I had the opportunity to visit Bill on Xmas day. We spoke about his blog and so I thought I would say something and I hope this is ok with everyone as the rest of you don’t know me at all, so that can be kinda strange.

I’ve been admiring Bills artwork and his artistry in general. We got in touch as I am a volunteer minister just trying to help people in general, and lately; inmates.

I’ve seen from some of the postings that some members of the family have had problems (Just like anyone does) from time to time. It looks like Bill has been trying to help you with these situations and in life and has been trying to send as much advice and love as possible. I would like to back up what he has said and offer my help as well. If anyone needs anything, please feel free to let me know. I will check the blog once in a while; or you can just write to Bill and he can let me know.

Bill told me he has not had visitors for a very long time and I would like to encourage you guys to visit him.

Best Regards,

Joe R.

Patty Posted 10 years, 11 months ago. ✓ Mailed 10 years, 10 months ago   Favorite
Dear Joe,
I am Bill's sister, Patty. I am very thankful that you have come into my brother's life. You are right, Bill has not had any visitors all these years, and I am very sorry for that. I miss my brother, but live out of state, and as a result can not visit him. I know how much it means to him to have someone come visit and knowing he has someone now makes me happy.

Sincerely,
Patty

jbr457 Posted 10 years, 11 months ago. ✓ Mailed 10 years, 10 months ago   Favorite
Hi Patty, Thanks a lot for writing and acknowledging! I only visited at Xmas so far but will try to do more; I live in LA. Bill is quite an artist! I can write but never learned how to draw that well.

Perhaps I can talk to you sometime. I'll get in touch.

Best Regards,

Joe R.

William Goehler Posted 10 years, 10 months ago.   Favorite
(scanned reply – view as blog post)

debbraDQ Posted 10 years, 3 months ago. ✓ Mailed 10 years, 2 months ago   Favorite
Dear Joe,
I am Bills ex wife, and I just wanted to say thank you for being there for Bill,and I thank God for you as well.
I struggled with unforgivness for a long time, not only towards Bill but with myself as well,
Along with our children coming back into our lives, true forgiveness seemed to fall upon me & my heart goes out to Bill.
I have been happily married for going on two years wonderful man & good friend of 8yrs.
The kids told me about this site,so every once in awhile I take a peek to see how things are with Bill(my husband knows) I don't know why I'm rambling on cuz all I really wanted to say was thank you & May God Bless You & Be with you ALWAYS.
Sincerely Debbie Q.

jbr457 Posted 10 years, 3 months ago. ✓ Mailed 10 years, 2 months ago   Favorite
Hi Debbie, Wow, thanks a lot!!! This is GREAT! I know for a fact that Bill appreciates your words as well and I know for a fact that it is good for all concerned to communicate more. More communication and not less; even when the communication goes bad sometimes it is better to communicate more to resolve it.
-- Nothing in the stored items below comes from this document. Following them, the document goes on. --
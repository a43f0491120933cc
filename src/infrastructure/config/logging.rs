//! Logging configuration and initialization.

use serde::Deserialize;
use tracing_subscriber::{fmt, EnvFilter};

/// Output format of the tracing subscriber.
#[derive(Debug, Clone, Copy, Default, PartialEq, Eq, Deserialize)]
#[serde(rename_all = "lowercase")]
pub enum LogFormat {
    #[default]
    Pretty,
    Compact,
    Json,
}

/// Logging configuration.
#[derive(Debug, Clone, Deserialize)]
pub struct LoggingConfig {
    /// Filter directive used when `RUST_LOG` is unset.
    #[serde(default = "default_level")]
    pub level: String,
    #[serde(default)]
    pub format: LogFormat,
}

fn default_level() -> String {
    "info".into()
}

impl LoggingConfig {
    /// Install the global tracing subscriber.
    ///
    /// Returns `false` if a subscriber was already installed, which happens
    /// when a host application configured tracing itself.
    pub fn init(&self) -> bool {
        let filter =
            EnvFilter::try_from_default_env().unwrap_or_else(|_| EnvFilter::new(&self.level));

        let installed = match self.format {
            LogFormat::Json => fmt().json().with_env_filter(filter).try_init(),
            LogFormat::Compact => fmt().compact().with_env_filter(filter).try_init(),
            LogFormat::Pretty => fmt().with_env_filter(filter).try_init(),
        };
        installed.is_ok()
    }
}

impl Default for LoggingConfig {
    fn default() -> Self {
        Self {
            level: default_level(),
            format: LogFormat::default(),
        }
    }
}
//! Request and result shapes for balance lookups.

use std::fmt;
use std::time::Duration;

use super::balance::BalanceEntry;
use super::chain::Chain;
use crate::error::Error;

/// Output of the refresh policy.
#[derive(Debug, Clone, Copy, PartialEq, Eq)]
pub enum RefreshDecision {
    /// Go to the network.
    RefreshRequired,
    /// Serve from cache.
    CacheOk,
}

impl RefreshDecision {
    #[must_use]
    pub const fn is_refresh_required(self) -> bool {
        matches!(self, Self::RefreshRequired)
    }
}

/// Cache tolerance tier derived from activity history and current balance.
#[derive(Debug, Clone, Copy, PartialEq, Eq, PartialOrd, Ord)]
pub enum Priority {
    /// Used and funded: never served from cache.
    High,
    /// Used but empty.
    Medium,
    /// Never used.
    Low,
}

impl fmt::Display for Priority {
    fn fmt(&self, f: &mut fmt::Formatter<'_>) -> fmt::Result {
        match self {
            Self::High => f.write_str("high"),
            Self::Medium => f.write_str("medium"),
            Self::Low => f.write_str("low"),
        }
    }
}

/// One `(chain, address)` pair.
#[derive(Debug, Clone, PartialEq, Eq, Hash)]
pub struct AddressRef {
    pub chain: Chain,
    pub address: String,
}

impl AddressRef {
    pub fn new(chain: Chain, address: impl Into<String>) -> Self {
        Self {
            chain,
            address: address.into(),
        }
    }
}

impl fmt::Display for AddressRef {
    fn fmt(&self, f: &mut fmt::Formatter<'_>) -> fmt::Result {
        write!(f, "{}:{}", self.chain, self.address)
    }
}

/// Balance lookup for a single address.
#[derive(Debug, Clone)]
pub struct FetchRequest {
    pub chain: Chain,
    pub address: String,
    /// Skip the refresh policy and go to the network.
    pub force_refresh: bool,
    /// Upper bound on the network work for this request.
    pub timeout: Option<Duration>,
}

impl FetchRequest {
    pub fn new(chain: Chain, address: impl Into<String>) -> Self {
        Self {
            chain,
            address: address.into(),
            force_refresh: false,
            timeout: None,
        }
    }

    #[must_use]
    pub fn force_refresh(mut self) -> Self {
        self.force_refresh = true;
        self
    }

    #[must_use]
    pub fn with_timeout(mut self, timeout: Duration) -> Self {
        self.timeout = Some(timeout);
        self
    }
}

/// Balances for a single address.
#[derive(Debug)]
pub struct FetchResult {
    pub chain: Chain,
    pub address: String,
    pub balances: Vec<BalanceEntry>,
    /// The data was served from cache after a failed or skipped network fetch.
    pub stale: bool,
    /// The failure that caused a stale fallback, kept for visibility.
    pub error: Option<Error>,
}

impl FetchResult {
    pub fn new(chain: Chain, address: impl Into<String>, balances: Vec<BalanceEntry>) -> Self {
        Self {
            chain,
            address: address.into(),
            balances,
            stale: false,
            error: None,
        }
    }

    /// Native-asset balance, if present.
    #[must_use]
    pub fn native(&self) -> Option<&BalanceEntry> {
        self.balances.iter().find(|b| b.entry.is_native())
    }

    /// Balance of a token by contract, if present.
    #[must_use]
    pub fn token(&self, contract: &str) -> Option<&BalanceEntry> {
        self.balances.iter().find(|b| b.entry.token == contract)
    }
}

/// Balance lookup for many addresses.
///
/// Results come back in completion order; correlate by `(chain, address)`.
#[derive(Debug, Clone, Default)]
pub struct FetchBatchRequest {
    pub addresses: Vec<AddressRef>,
    pub force_refresh: bool,
    /// Cap on concurrent non-bulk fetches; `None` or zero uses the default.
    pub max_concurrent: Option<usize>,
    /// Deadline for the whole batch, measured from the call.
    pub timeout: Option<Duration>,
}

impl FetchBatchRequest {
    pub fn new(addresses: Vec<AddressRef>) -> Self {
        Self {
            addresses,
            ..Self::default()
        }
    }

    #[must_use]
    pub fn force_refresh(mut self) -> Self {
        self.force_refresh = true;
        self
    }

    #[must_use]
    pub fn with_max_concurrent(mut self, max_concurrent: usize) -> Self {
        self.max_concurrent = Some(max_concurrent);
        self
    }

    #[must_use]
    pub fn with_timeout(mut self, timeout: Duration) -> Self {
        self.timeout = Some(timeout);
        self
    }
}

/// A failure for one address in a batch.
#[derive(Debug)]
pub struct AddressError {
    pub chain: Chain,
    pub address: String,
    pub error: Error,
}

impl fmt::Display for AddressError {
    fn fmt(&self, f: &mut fmt::Formatter<'_>) -> fmt::Result {
        write!(f, "{}:{}: {}", self.chain, self.address, self.error)
    }
}

/// Outcome of a batch lookup. Per-address failures never abort the batch.
#[derive(Debug, Default)]
pub struct FetchBatchResult {
    pub results: Vec<FetchResult>,
    pub errors: Vec<AddressError>,
}

impl FetchBatchResult {
    /// Result for an address, if one was produced.
    #[must_use]
    pub fn result_for(&self, chain: Chain, address: &str) -> Option<&FetchResult> {
        self.results
            .iter()
            .find(|r| r.chain == chain && r.address == address)
    }

    /// Error recorded for an address, if any.
    #[must_use]
    pub fn error_for(&self, chain: Chain, address: &str) -> Option<&AddressError> {
        self.errors
            .iter()
            .find(|e| e.chain == chain && e.address == address)
    }
}
//! Thread-safe balance cache.

use std::collections::HashMap;
use std::time::Duration;

use chrono::Utc;
use parking_lot::RwLock;
use tracing::debug;

use crate::domain::{balance::CacheEntry, balance::CacheKey, chain::Chain, token::TrackedTokens};
use crate::error::Result;
use crate::port::{outbound::cache::BalanceStore, outbound::cache::CacheStorage};

/// Native entry plus every tracked token entry present for an address.
///
/// With the default token list this is 0, 1 or 2 entries: the native
/// balance and, on ETH only, USDC.
pub fn entries_for_address(
    store: &dyn BalanceStore,
    tokens: &TrackedTokens,
    chain: Chain,
    address: &str,
) -> Vec<CacheEntry> {
    let native = store.get(chain, address, "").map(|(entry, _)| entry);
    let tracked = tokens
        .for_chain(chain)
        .iter()
        .filter_map(|token| store.get(chain, address, &token.contract))
        .map(|(entry, _)| entry);
    native.into_iter().chain(tracked).collect()
}

/// In-memory balance cache guarded by a single whole-store lock.
///
/// Entries are never evicted; staleness is interpreted by readers from the
/// age returned with each read.
pub struct BalanceCache {
    entries: RwLock<HashMap<CacheKey, CacheEntry>>,
    tokens: TrackedTokens,
}

impl BalanceCache {
    /// Create an empty cache tracking the default token list.
    #[must_use]
    pub fn new() -> Self {
        Self::with_tokens(TrackedTokens::default())
    }

    #[must_use]
    pub fn with_tokens(tokens: TrackedTokens) -> Self {
        Self {
            entries: RwLock::new(HashMap::new()),
            tokens,
        }
    }

    /// Cached entries for an address: native first, then tracked tokens.
    #[must_use]
    pub fn get_all_for_address(&self, chain: Chain, address: &str) -> Vec<CacheEntry> {
        entries_for_address(self, &self.tokens, chain, address)
    }

    /// Record a locally computed native balance, e.g. right after a send.
    ///
    /// Symbol and decimals of an existing entry are kept. The fresh timestamp
    /// opens the post-send trust window for this address.
    pub fn record_local_balance(
        &self,
        chain: Chain,
        address: &str,
        balance: impl Into<String>,
        unconfirmed: impl Into<String>,
    ) {
        let key = CacheKey::native(chain, address);
        let mut entries = self.entries.write();
        let entry = match entries.get(&key) {
            Some(existing) => CacheEntry {
                balance: balance.into(),
                unconfirmed: unconfirmed.into(),
                updated_at: Utc::now(),
                ..existing.clone()
            },
            None => CacheEntry::native(chain, address, balance).with_unconfirmed(unconfirmed),
        };
        entries.insert(key, entry);
    }

    /// Drop the native and token entries of an address. Returns the count removed.
    pub fn invalidate(&self, chain: Chain, address: &str) -> usize {
        let mut entries = self.entries.write();
        let before = entries.len();
        entries.retain(|key, _| !(key.chain == chain && key.address == address));
        before - entries.len()
    }

    /// Copy of every entry, ordered by key.
    #[must_use]
    pub fn snapshot(&self) -> Vec<CacheEntry> {
        let entries = self.entries.read();
        let mut keyed: Vec<_> = entries.iter().collect();
        keyed.sort_by(|a, b| a.0.cmp(b.0));
        keyed.into_iter().map(|(_, entry)| entry.clone()).collect()
    }

    /// Merge persisted entries, keeping whichever side was observed last.
    ///
    /// Returns the number of entries taken from storage.
    pub fn hydrate(&self, storage: &dyn CacheStorage) -> Result<usize> {
        let loaded = storage.load()?;
        let mut entries = self.entries.write();
        let mut taken = 0;
        for entry in loaded {
            let key = entry.key();
            let newer = entries
                .get(&key)
                .map_or(true, |current| entry.updated_at > current.updated_at);
            if newer {
                entries.insert(key, entry);
                taken += 1;
            }
        }
        debug!(entries = taken, "Hydrated balance cache");
        Ok(taken)
    }

    /// Persist the current contents. Returns the number of entries written.
    pub fn flush(&self, storage: &dyn CacheStorage) -> Result<usize> {
        let snapshot = self.snapshot();
        storage.save(&snapshot)?;
        debug!(entries = snapshot.len(), "Flushed balance cache");
        Ok(snapshot.len())
    }

    #[must_use]
    pub fn len(&self) -> usize {
        self.entries.read().len()
    }

    #[must_use]
    pub fn is_empty(&self) -> bool {
        self.len() == 0
    }
}

impl Default for BalanceCache {
    fn default() -> Self {
        Self::new()
    }
}

impl BalanceStore for BalanceCache {
    fn get(&self, chain: Chain, address: &str, token: &str) -> Option<(CacheEntry, Duration)> {
        let key = CacheKey::new(chain, address, token);
        let entry = self.entries.read().get(&key).cloned()?;
        let age = entry.age_at(Utc::now());
        Some((entry, age))
    }

    fn set(&self, entry: CacheEntry) -> Result<()> {
        self.entries.write().insert(entry.key(), entry);
        Ok(())
    }
}
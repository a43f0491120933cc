//! Builders for domain primitives.

use std::time::Duration;

use alloy_primitives::U256;
use chrono::Utc;

use crate::domain::{
    balance::CacheEntry, chain::Chain, metadata::AddressMetadata, token::TrackedToken,
};

fn ago(age: Duration) -> chrono::DateTime<Utc> {
    Utc::now() - chrono::Duration::from_std(age).expect("age fits chrono range")
}

/// Native entry observed `age` ago.
pub fn entry_aged(chain: Chain, address: &str, balance: &str, age: Duration) -> CacheEntry {
    CacheEntry::native(chain, address, balance).with_updated_at(ago(age))
}

/// Token entry observed `age` ago.
pub fn token_entry_aged(
    chain: Chain,
    address: &str,
    token: &TrackedToken,
    balance: &str,
    age: Duration,
) -> CacheEntry {
    CacheEntry::for_token(chain, address, token, balance).with_updated_at(ago(age))
}

/// Metadata with an optional scan `scanned_ago`.
pub fn metadata(
    chain: Chain,
    address: &str,
    has_activity: bool,
    scanned_ago: Option<Duration>,
) -> AddressMetadata {
    let meta = AddressMetadata::new(chain, address).with_activity(has_activity);
    match scanned_ago {
        Some(age) => meta.with_last_scanned(ago(age)),
        None => meta,
    }
}

/// Base units for a human amount: `units("1.5", 6)` is 1_500_000.
pub fn units(amount: &str, decimals: u8) -> U256 {
    let (int_part, frac_part) = amount.split_once('.').unwrap_or((amount, ""));
    let scale = usize::from(decimals);
    assert!(frac_part.len() <= scale, "{amount} has more than {decimals} decimals");
    let digits = format!("{int_part}{frac_part:0<scale$}");
    U256::from_str_radix(&digits, 10).expect("decimal amount")
}
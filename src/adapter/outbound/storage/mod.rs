//! Cache persistence adapters.

pub mod json_file;
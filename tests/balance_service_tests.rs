use std::str::FromStr;
use std::sync::Arc;
use std::time::Duration;

use chainbalance::adapter::outbound::memory::metadata::InMemoryMetadataStore;
use chainbalance::application::balance::policy::RefreshPolicy;
use chainbalance::domain::{
    chain::Chain, request::AddressRef, request::FetchBatchRequest, request::FetchRequest,
};
use chainbalance::error::{BalanceError, Error, ProviderError};
use chainbalance::testkit::clients::{ConcurrencyGauge, MockBsvClient, MockEthClient};
use chainbalance::testkit::domain::{entry_aged, metadata, units};
use chainbalance::testkit::fixture::FetcherFixture;
use rust_decimal::Decimal;
use rust_decimal_macros::dec;

fn eth_address(n: usize) -> String {
    format!("0x{n:040x}")
}

fn is_canceled(err: &Error) -> bool {
    matches!(err.as_balance(), Some(BalanceError::Canceled { .. }))
}

#[tokio::test]
async fn batch_routes_bsv_through_one_bulk_call_and_eth_individually() {
    let eth_a = eth_address(1);
    let eth_b = eth_address(2);
    let fixture = FetcherFixture::builder()
        .etherscan(
            MockEthClient::new("etherscan")
                .with_native(&eth_a, units("1.5", 18))
                .with_native(&eth_b, units("0.25", 18)),
        )
        .bsv(
            MockBsvClient::new()
                .with_balance("1AliceBsv", 150_000_000, 0)
                .with_balance("1BobBsv", 2_500, -500),
        )
        .build();

    let batch = fixture
        .service()
        .fetch_balances(FetchBatchRequest::new(vec![
            AddressRef::new(Chain::Eth, eth_a.clone()),
            AddressRef::new(Chain::Bsv, "1AliceBsv"),
            AddressRef::new(Chain::Eth, eth_b.clone()),
            AddressRef::new(Chain::Bsv, "1BobBsv"),
        ]))
        .await;

    assert!(batch.errors.is_empty(), "unexpected errors: {:?}", batch.errors);
    assert_eq!(batch.results.len(), 4);

    let bulk_calls = fixture.bsv.bulk_calls();
    assert_eq!(bulk_calls.len(), 1);
    assert_eq!(bulk_calls[0], vec!["1AliceBsv".to_string(), "1BobBsv".to_string()]);
    assert!(fixture.bsv.single_calls().is_empty());
    assert_eq!(fixture.etherscan.native_calls(), 2);

    let alice = batch.result_for(Chain::Bsv, "1AliceBsv").expect("alice result");
    let alice_native = alice.native().expect("alice native");
    assert_eq!(Decimal::from_str(&alice_native.entry.balance).unwrap(), dec!(1.5));
    assert!(!alice.stale);

    let bob = batch.result_for(Chain::Bsv, "1BobBsv").expect("bob result");
    assert_eq!(bob.native().expect("bob native").entry.unconfirmed, "-0.000005");

    let eth = batch.result_for(Chain::Eth, &eth_b).expect("eth result");
    assert_eq!(eth.native().expect("eth native").entry.balance, "0.25");
}

#[tokio::test(flavor = "multi_thread", worker_threads = 4)]
async fn batch_never_exceeds_max_concurrent_fetches() {
    let gauge = ConcurrencyGauge::new();
    let addresses: Vec<String> = (1..=12).map(eth_address).collect();

    let mut etherscan = MockEthClient::new("etherscan")
        .with_delay(Duration::from_millis(20))
        .with_gauge(Arc::clone(&gauge));
    for address in &addresses {
        etherscan = etherscan.with_native(address, units("1", 18));
    }
    let fixture = FetcherFixture::builder().etherscan(etherscan).build();

    let request = FetchBatchRequest::new(
        addresses
            .iter()
            .map(|a| AddressRef::new(Chain::Eth, a.clone()))
            .collect(),
    )
    .with_max_concurrent(3);
    let batch = fixture.service().fetch_balances(request).await;

    assert_eq!(batch.results.len(), 12);
    assert!(batch.errors.is_empty());
    assert!(gauge.peak() <= 3, "peak in-flight fetches was {}", gauge.peak());
    assert!(gauge.peak() > 1, "fetches should overlap");
    assert_eq!(gauge.current(), 0);
}

#[tokio::test]
async fn batch_deadline_cancels_slow_and_waiting_addresses() {
    let addresses: Vec<String> = (1..=3).map(eth_address).collect();
    let mut etherscan = MockEthClient::new("etherscan").with_delay(Duration::from_millis(300));
    for address in &addresses {
        etherscan = etherscan.with_native(address, units("1", 18));
    }
    let fixture = FetcherFixture::builder().etherscan(etherscan).build();

    let request = FetchBatchRequest::new(
        addresses
            .iter()
            .map(|a| AddressRef::new(Chain::Eth, a.clone()))
            .collect(),
    )
    .with_max_concurrent(1)
    .with_timeout(Duration::from_millis(50));
    let batch = fixture.service().fetch_balances(request).await;

    assert!(batch.results.is_empty());
    assert_eq!(batch.errors.len(), 3);
    assert!(batch.errors.iter().all(|e| is_canceled(&e.error)));
}

#[tokio::test]
async fn bulk_deadline_serves_cache_and_reports_cancellation() {
    let fixture = FetcherFixture::builder()
        .bsv(
            MockBsvClient::new()
                .with_balance("1Cached", 100, 0)
                .with_balance("1Uncached", 200, 0)
                .with_delay(Duration::from_millis(300)),
        )
        .cached(entry_aged(Chain::Bsv, "1Cached", "0.5", Duration::from_secs(600)))
        .build();

    let request = FetchBatchRequest::new(vec![
        AddressRef::new(Chain::Bsv, "1Cached"),
        AddressRef::new(Chain::Bsv, "1Uncached"),
    ])
    .with_timeout(Duration::from_millis(50));
    let batch = fixture.service().fetch_balances(request).await;

    let cached = batch.result_for(Chain::Bsv, "1Cached").expect("cached result");
    assert!(cached.stale);
    assert_eq!(cached.native().expect("native").entry.balance, "0.5");
    assert!(cached.error.as_ref().is_some_and(is_canceled));

    let missing = batch.error_for(Chain::Bsv, "1Uncached").expect("uncached error");
    assert!(is_canceled(&missing.error));
}

#[tokio::test]
async fn bulk_deadline_keeps_chunks_that_finished_in_time() {
    let fixture = FetcherFixture::builder()
        .bsv(
            MockBsvClient::new()
                .with_balance("1Early", 100, 0)
                .with_balance("1Late", 200, 0)
                .with_delay(Duration::from_millis(200)),
        )
        .cached(entry_aged(Chain::Bsv, "1Late", "0.9", Duration::from_secs(600)))
        .bulk_limit(1)
        .build();

    let request = FetchBatchRequest::new(vec![
        AddressRef::new(Chain::Bsv, "1Early"),
        AddressRef::new(Chain::Bsv, "1Late"),
    ])
    .with_timeout(Duration::from_millis(300));
    let batch = fixture.service().fetch_balances(request).await;

    let early = batch.result_for(Chain::Bsv, "1Early").expect("early result");
    assert!(!early.stale);
    assert!(early.error.is_none());
    assert_eq!(early.native().expect("native").entry.balance, "0.000001");

    let late = batch.result_for(Chain::Bsv, "1Late").expect("late result");
    assert!(late.stale);
    assert_eq!(late.native().expect("native").entry.balance, "0.9");
    assert!(late.error.as_ref().is_some_and(is_canceled));
}

#[tokio::test]
async fn bulk_group_skips_addresses_the_policy_serves_from_cache() {
    let fixture = FetcherFixture::builder()
        .bsv(
            MockBsvClient::new()
                .with_balance("1Quiet", 0, 0)
                .with_balance("1Fresh", 300, 0),
        )
        .cached(entry_aged(Chain::Bsv, "1Quiet", "0", Duration::from_secs(600)))
        .build();

    let metadata_store = Arc::new(InMemoryMetadataStore::new());
    metadata_store.upsert(metadata(Chain::Bsv, "1Quiet", true, None));
    let policy = RefreshPolicy::new(fixture.cache.clone(), metadata_store);
    let service = fixture.service().with_policy(Arc::new(policy));

    let batch = service
        .fetch_balances(FetchBatchRequest::new(vec![
            AddressRef::new(Chain::Bsv, "1Quiet"),
            AddressRef::new(Chain::Bsv, "1Fresh"),
        ]))
        .await;

    assert_eq!(batch.results.len(), 2);
    assert_eq!(fixture.bsv.bulk_calls(), vec![vec!["1Fresh".to_string()]]);

    let quiet = batch.result_for(Chain::Bsv, "1Quiet").expect("quiet result");
    assert!(!quiet.stale);
    assert_eq!(quiet.native().expect("native").entry.balance, "0");
}

#[tokio::test]
async fn forced_batch_bypasses_the_policy() {
    let fixture = FetcherFixture::builder()
        .bsv(MockBsvClient::new().with_balance("1Quiet", 700, 0))
        .cached(entry_aged(Chain::Bsv, "1Quiet", "0", Duration::from_secs(600)))
        .build();

    let metadata_store = Arc::new(InMemoryMetadataStore::new());
    metadata_store.upsert(metadata(Chain::Bsv, "1Quiet", true, None));
    let policy = RefreshPolicy::new(fixture.cache.clone(), metadata_store);
    let service = fixture.service().with_policy(Arc::new(policy));

    let batch = service
        .fetch_balances(
            FetchBatchRequest::new(vec![AddressRef::new(Chain::Bsv, "1Quiet")]).force_refresh(),
        )
        .await;

    assert_eq!(fixture.bsv.bulk_calls().len(), 1);
    let quiet = batch.result_for(Chain::Bsv, "1Quiet").expect("quiet result");
    assert_eq!(quiet.native().expect("native").entry.balance, "0.000007");
}

#[tokio::test]
async fn failing_address_does_not_abort_the_batch() {
    let good = eth_address(7);
    let bad = eth_address(8);
    let fixture = FetcherFixture::builder()
        .etherscan(
            MockEthClient::new("etherscan")
                .with_native(&good, units("2", 18))
                .failing_native(&bad, ProviderError::Api("NOTOK".into())),
        )
        .build();

    let batch = fixture
        .service()
        .fetch_balances(FetchBatchRequest::new(vec![
            AddressRef::new(Chain::Eth, good.clone()),
            AddressRef::new(Chain::Eth, bad.clone()),
        ]))
        .await;

    assert_eq!(batch.results.len(), 1);
    assert!(batch.result_for(Chain::Eth, &good).is_some());
    let failure = batch.error_for(Chain::Eth, &bad).expect("bad address error");
    assert!(matches!(failure.error, Error::Provider(ProviderError::Api(_))));
}

#[tokio::test]
async fn cached_balances_never_touch_the_network() {
    let fixture = FetcherFixture::builder()
        .cached(entry_aged(Chain::Bsv, "1Known", "3.2", Duration::from_secs(5)))
        .build();

    let request = FetchBatchRequest::new(vec![
        AddressRef::new(Chain::Bsv, "1Known"),
        AddressRef::new(Chain::Bsv, "1Unknown"),
    ]);
    let batch = fixture.service().fetch_cached_balances(&request);

    let known = batch.result_for(Chain::Bsv, "1Known").expect("known result");
    assert!(known.stale);
    assert!(known.balances.iter().all(|b| b.stale));

    let unknown = batch.error_for(Chain::Bsv, "1Unknown").expect("unknown error");
    assert!(matches!(
        unknown.error.as_balance(),
        Some(BalanceError::NoCachedBalance { .. })
    ));
    assert!(fixture.bsv.bulk_calls().is_empty());
    assert!(fixture.bsv.single_calls().is_empty());
}

#[tokio::test]
async fn local_send_is_trusted_over_the_network() {
    let address = eth_address(42);
    let fixture = FetcherFixture::builder()
        .etherscan(MockEthClient::new("etherscan").with_native(&address, units("5", 18)))
        .build();

    fixture
        .cache
        .record_local_balance(Chain::Eth, &address, "4.9", "");

    let result = fixture
        .service()
        .fetch_balance(&FetchRequest::new(Chain::Eth, address.clone()))
        .await
        .expect("fetch");

    assert_eq!(result.native().expect("native").entry.balance, "4.9");
    assert_eq!(fixture.etherscan.native_calls(), 0);
}
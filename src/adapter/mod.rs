//! Adapters connecting the ports to concrete providers and stores.
//!
//! - [`outbound::eth`] - JSON-RPC and Etherscan clients
//! - [`outbound::bsv`] - WhatsOnChain client
//! - [`outbound::storage`] - JSON file persistence for the cache
//! - [`outbound::memory`] - in-memory address metadata

pub mod outbound;
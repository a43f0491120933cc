//! Response handling shared by the HTTP provider clients.

use reqwest::Response;
use serde::de::DeserializeOwned;

use crate::error::ProviderError;

/// Longest response body kept in a [`ProviderError::Status`].
const MAX_ERROR_BODY: usize = 256;

/// Decode a JSON body, turning non-2xx statuses into [`ProviderError::Status`].
pub(crate) async fn read_json<T: DeserializeOwned>(response: Response) -> Result<T, ProviderError> {
    let status = response.status();
    if !status.is_success() {
        let mut body = response.text().await.unwrap_or_default();
        if body.len() > MAX_ERROR_BODY {
            let cut = (0..=MAX_ERROR_BODY)
                .rev()
                .find(|i| body.is_char_boundary(*i))
                .unwrap_or(0);
            body.truncate(cut);
        }
        return Err(ProviderError::Status {
            status: status.as_u16(),
            body,
        });
    }
    let bytes = response.bytes().await?;
    serde_json::from_slice(&bytes).map_err(|e| ProviderError::Malformed(e.to_string()))
}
I know what you mean about struggling with unforgiveness; which has to do somewhat with responsibility and a way to take responsibility for what one has done or failed to do. Blame enters into the equation, and that’s not good. Responsibility is another thing entirely and occurs only very high on the scale. Bill was doing the same thing; down in grief, anger, etc. which of course meant a lack of responsibility. Things are different now.
Anyway, my viewpoint, and I think it should be all of our viewpoints; is to help each other. I happen to know some things which can help people with their troubles so I am using it as much as I can to help Bill. He is also helping others in prison. He desperately wants to help you and the kids. I definitely think it is good that you said that you let your husband know of what you do in regards to Bill. Yes, we’re not going to go back to the way things were; but it does seem like you still want to take responsibility for him, and I think this is a very good thing. When I started to visit him I think this was a major turning point. He has strong purposes for his family and so getting the kids and you to communicate will be good for all. I know that he can’t apologize enough; but we also shouldn’t drive him to propitiate as that isn't good. Again, that doesn’t mean that some screwy idea might not come up; but so what, we can handle that. In order to take responsibility for something and to be able to control it (Control here is defined as giving a positive direction), one needs to have knowledge about the thing.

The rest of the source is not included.